Regional mapping of gene expression in the non-healing subgroup of the single-cell dataset revealed differential distribution patterns of PKM, GAMT, and EGFR across cell clusters (Figures 8C,D). PKM expression was highest in keratinocytes, followed by melanocyte/Schwann cells and SMCs. GAMT expression was also predominantly observed in keratinocytes, with lower levels in SMCs and plasma cells. EGFR expression was most prominent in keratinocytes, with moderate expression in fibroblasts and SMCs. When comparing the control and non-healing groups, PKM and GAMT were significantly upregulated in the non-healing group, while EGFR exhibited a contrasting downregulation (Figure 8E). Correlation analysis between the diagnostic genes and glycolysis, hypoxia, and lactylation states in the non-healing group revealed strong and statistically significant associations. PKM displayed the highest correlations across all states, particularly with hypoxia (R = 0.35, p < 0.001). EGFR showed moderate correlations with these states, while GAMT demonstrated weaker yet significant correlations (Figure 8F). To assess the potential synergy and complementarity among the three selected genes, we constructed a functional network using GeneMANIA. The resulting network showed that EGFR is embedded in a signaling hub connected to downstream effectors such as PIK3CA, ABL1, and EPS8, highlighting its role in epithelial proliferation and signal transduction.

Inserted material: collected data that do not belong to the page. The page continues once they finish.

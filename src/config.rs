//! User configuration (`~/.salesboard/config.json`).
//!
//! Every field except `baseUrl` has a serde default, so a minimal config is
//! `{ "baseUrl": "https://store.example.com/api" }`.

use std::fs;
use std::path::{Path, PathBuf};

use serde::{Deserialize, Serialize};

use crate::error::ConfigError;
use crate::metrics::window::PeriodSelection;
use crate::sync::pagination::{FetchStrategy, PaginationConfig};
use crate::sync::retry::RetryPolicy;

/// Overrides the config location.
pub const CONFIG_ENV: &str = "SALESBOARD_CONFIG";

#[derive(Debug, Clone, PartialEq, Serialize, Deserialize)]
#[serde(rename_all = "camelCase")]
pub struct Config {
    pub base_url: String,
    #[serde(default, skip_serializing_if = "Option::is_none")]
    pub api_key: Option<String>,
    #[serde(default = "default_request_timeout_ms")]
    pub request_timeout_ms: u64,
    /// Seconds between automatic reloads. 0 disables the timer; manual
    /// refreshes still work.
    #[serde(default = "default_refresh_interval_secs")]
    pub refresh_interval_secs: u64,
    #[serde(default)]
    pub period: PeriodSelection,
    /// Where the snapshot writer mirrors the dashboard. Disabled when absent.
    #[serde(default, skip_serializing_if = "Option::is_none")]
    pub snapshot_path: Option<PathBuf>,
    #[serde(default)]
    pub pagination: PaginationConfig,
    #[serde(default = "RetryPolicy::phase_one")]
    pub phase1_retry: RetryPolicy,
    #[serde(default = "RetryPolicy::phase_two")]
    pub phase2_retry: RetryPolicy,
    #[serde(default)]
    pub sources: Sources,
}

/// One remote collection.
#[derive(Debug, Clone, PartialEq, Serialize, Deserialize)]
#[serde(rename_all = "camelCase")]
pub struct SourceConfig {
    pub endpoint: String,
    /// Fixed filter/projection string sent with every page request.
    #[serde(default)]
    pub query: String,
    pub page_size: usize,
    #[serde(default)]
    pub strategy: FetchStrategy,
}

impl SourceConfig {
    fn new(endpoint: &str, page_size: usize) -> Self {
        Self {
            endpoint: endpoint.to_string(),
            query: String::new(),
            page_size,
            strategy: FetchStrategy::Conservative,
        }
    }
}

#[derive(Debug, Clone, PartialEq, Serialize, Deserialize)]
#[serde(rename_all = "camelCase")]
pub struct Sources {
    #[serde(default = "default_advisors")]
    pub advisors: SourceConfig,
    #[serde(default = "default_clients")]
    pub clients: SourceConfig,
    #[serde(default = "default_reports")]
    pub reports: SourceConfig,
    #[serde(default = "default_registrations")]
    pub registrations: SourceConfig,
    #[serde(default = "default_messages")]
    pub messages: SourceConfig,
}

impl Default for Sources {
    fn default() -> Self {
        Self {
            advisors: default_advisors(),
            clients: default_clients(),
            reports: default_reports(),
            registrations: default_registrations(),
            messages: default_messages(),
        }
    }
}

impl Sources {
    /// (name, config) pairs, Phase 1 sources first.
    pub fn all(&self) -> [(&'static str, &SourceConfig); 5] {
        [
            ("advisors", &self.advisors),
            ("clients", &self.clients),
            ("reports", &self.reports),
            ("registrations", &self.registrations),
            ("messages", &self.messages),
        ]
    }
}

fn default_request_timeout_ms() -> u64 {
    7_000
}

fn default_refresh_interval_secs() -> u64 {
    300
}

fn default_advisors() -> SourceConfig {
    SourceConfig::new("advisors", 100)
}

fn default_clients() -> SourceConfig {
    SourceConfig::new("clients", 500)
}

fn default_reports() -> SourceConfig {
    SourceConfig::new("reports", 500)
}

fn default_registrations() -> SourceConfig {
    SourceConfig::new("registrations", 500)
}

fn default_messages() -> SourceConfig {
    SourceConfig {
        // Only the columns the metrics read; message bodies are large.
        query: "fields=ID_ASESOR,ID_CLIENTE,FECHA,DIRECCION".to_string(),
        strategy: FetchStrategy::Aggressive,
        ..SourceConfig::new("messages", 1_000)
    }
}

impl Config {
    pub fn validate(&self) -> Result<(), ConfigError> {
        if self.base_url.trim().is_empty() {
            return Err(ConfigError::Invalid("baseUrl is empty".to_string()));
        }
        for (name, source) in self.sources.all() {
            if source.page_size == 0 {
                return Err(ConfigError::Invalid(format!("{}: pageSize must be positive", name)));
            }
            if source.endpoint.trim().is_empty() {
                return Err(ConfigError::Invalid(format!("{}: endpoint is empty", name)));
            }
        }
        if self.phase1_retry.max_attempts == 0 || self.phase2_retry.max_attempts == 0 {
            return Err(ConfigError::Invalid("retry maxAttempts must be positive".to_string()));
        }
        if self.request_timeout_ms == 0 {
            return Err(ConfigError::Invalid("requestTimeoutMs must be positive".to_string()));
        }
        let pagination = &self.pagination;
        for (field, value) in [
            ("requestTimeoutMs", pagination.request_timeout_ms),
            ("maxPages", pagination.max_pages as u64),
            ("maxParallelPages", pagination.max_parallel_pages as u64),
        ] {
            if value == 0 {
                return Err(ConfigError::Invalid(format!("pagination.{} must be positive", field)));
            }
        }
        Ok(())
    }
}

/// `$SALESBOARD_CONFIG`, else `~/.salesboard/config.json`.
pub fn config_path() -> Result<PathBuf, ConfigError> {
    if let Some(path) = std::env::var_os(CONFIG_ENV).filter(|p| !p.is_empty()) {
        return Ok(PathBuf::from(path));
    }
    let home = dirs::home_dir().ok_or(ConfigError::NoHomeDir)?;
    Ok(home.join(".salesboard").join("config.json"))
}

pub fn load_config() -> Result<Config, ConfigError> {
    load_config_from(&config_path()?)
}

pub fn load_config_from(path: &Path) -> Result<Config, ConfigError> {
    if !path.exists() {
        return Err(ConfigError::NotFound(path.to_path_buf()));
    }
    let content = fs::read_to_string(path)?;
    let config: Config = serde_json::from_str(&content)?;
    config.validate()?;
    Ok(config)
}

#[cfg(test)]
mod tests {
    use super::*;
    use std::io::Write;

    fn write_config(body: &str) -> tempfile::NamedTempFile {
        let mut file = tempfile::NamedTempFile::new().unwrap();
        file.write_all(body.as_bytes()).unwrap();
        file
    }

    #[test]
    fn test_minimal_config_fills_defaults() {
        let file = write_config(r#"{ "baseUrl": "https://store.example.com/api" }"#);
        let config = load_config_from(file.path()).unwrap();

        assert_eq!(config.request_timeout_ms, 7_000);
        assert_eq!(config.refresh_interval_secs, 300);
        assert_eq!(config.period, PeriodSelection::Month);
        assert_eq!(config.phase1_retry, RetryPolicy::phase_one());
        assert_eq!(config.phase2_retry.max_attempts, 2);
        assert_eq!(config.sources.clients.page_size, 500);
        assert_eq!(config.sources.messages.strategy, FetchStrategy::Aggressive);
        assert!(config.sources.messages.query.contains("DIRECCION"));
        assert_eq!(config.pagination, PaginationConfig::default());
    }

    #[test]
    fn test_partial_source_override_keeps_other_defaults() {
        let file = write_config(
            r#"{
                "baseUrl": "https://store.example.com/api",
                "period": { "period": "week" },
                "sources": { "reports": { "endpoint": "tbl_reports", "pageSize": 250 } }
            }"#,
        );
        let config = load_config_from(file.path()).unwrap();
        assert_eq!(config.period, PeriodSelection::Week);
        assert_eq!(config.sources.reports.endpoint, "tbl_reports");
        assert_eq!(config.sources.reports.strategy, FetchStrategy::Conservative);
        assert_eq!(config.sources.advisors.page_size, 100);
    }

    #[test]
    fn test_missing_file() {
        let dir = tempfile::tempdir().unwrap();
        let err = load_config_from(&dir.path().join("config.json")).unwrap_err();
        assert!(matches!(err, ConfigError::NotFound(_)));
    }

    #[test]
    fn test_parse_error() {
        let file = write_config("{ not json");
        assert!(matches!(load_config_from(file.path()), Err(ConfigError::Parse(_))));
    }

    #[test]
    fn test_zero_page_size_is_rejected() {
        let file = write_config(
            r#"{ "baseUrl": "http://x", "sources": { "clients": { "endpoint": "clients", "pageSize": 0 } } }"#,
        );
        assert!(matches!(load_config_from(file.path()), Err(ConfigError::Invalid(_))));
    }

    #[test]
    fn test_zero_pagination_limits_are_rejected() {
        for field in ["requestTimeoutMs", "maxPages", "maxParallelPages"] {
            let file = write_config(&format!(
                r#"{{ "baseUrl": "http://x", "pagination": {{ "{}": 0 }} }}"#,
                field
            ));
            match load_config_from(file.path()) {
                Err(ConfigError::Invalid(msg)) => assert!(msg.contains(field), "{}", msg),
                other => panic!("{}: expected Invalid, got {:?}", field, other),
            }
        }
    }

    #[test]
    fn test_empty_base_url_is_rejected() {
        let file = write_config(r#"{ "baseUrl": "  " }"#);
        assert!(matches!(load_config_from(file.path()), Err(ConfigError::Invalid(_))));
    }
}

PKM clustered with glycolytic enzymes including LDHA, ENO3, and PKLR, indicating its metabolic function in glucose processing and lactate production. In contrast, GAMT formed a discrete module with mitochondrial creatine kinases (e.g., CKMT1A, CKMT2), involved in cellular energy buffering. While GAMT lacked direct interaction with the other two genes, PKM and EGFR were connected through multiple intermediary nodes (Figure 8G).
4 Discussion
DFUs represent a severe and debilitating complication of diabetes mellitus, characterized by chronic, non-healing wounds that result from a complex interplay of metabolic, vascular, and immunological dysregulation (Zhang et al., 2024a). Despite advances in wound care, DFUs remain a leading cause of lower extremity amputations, necessitating a deeper understanding of their molecular underpinnings to identify effective diagnostic and therapeutic targets. In this study, leveraging both single-cell and bulk transcriptomic datasets, we identified key diagnostic biomarkers—PKM, GAMT, and EGFR—and elucidated their roles in metabolic and immune remodeling within the DFU microenvironment.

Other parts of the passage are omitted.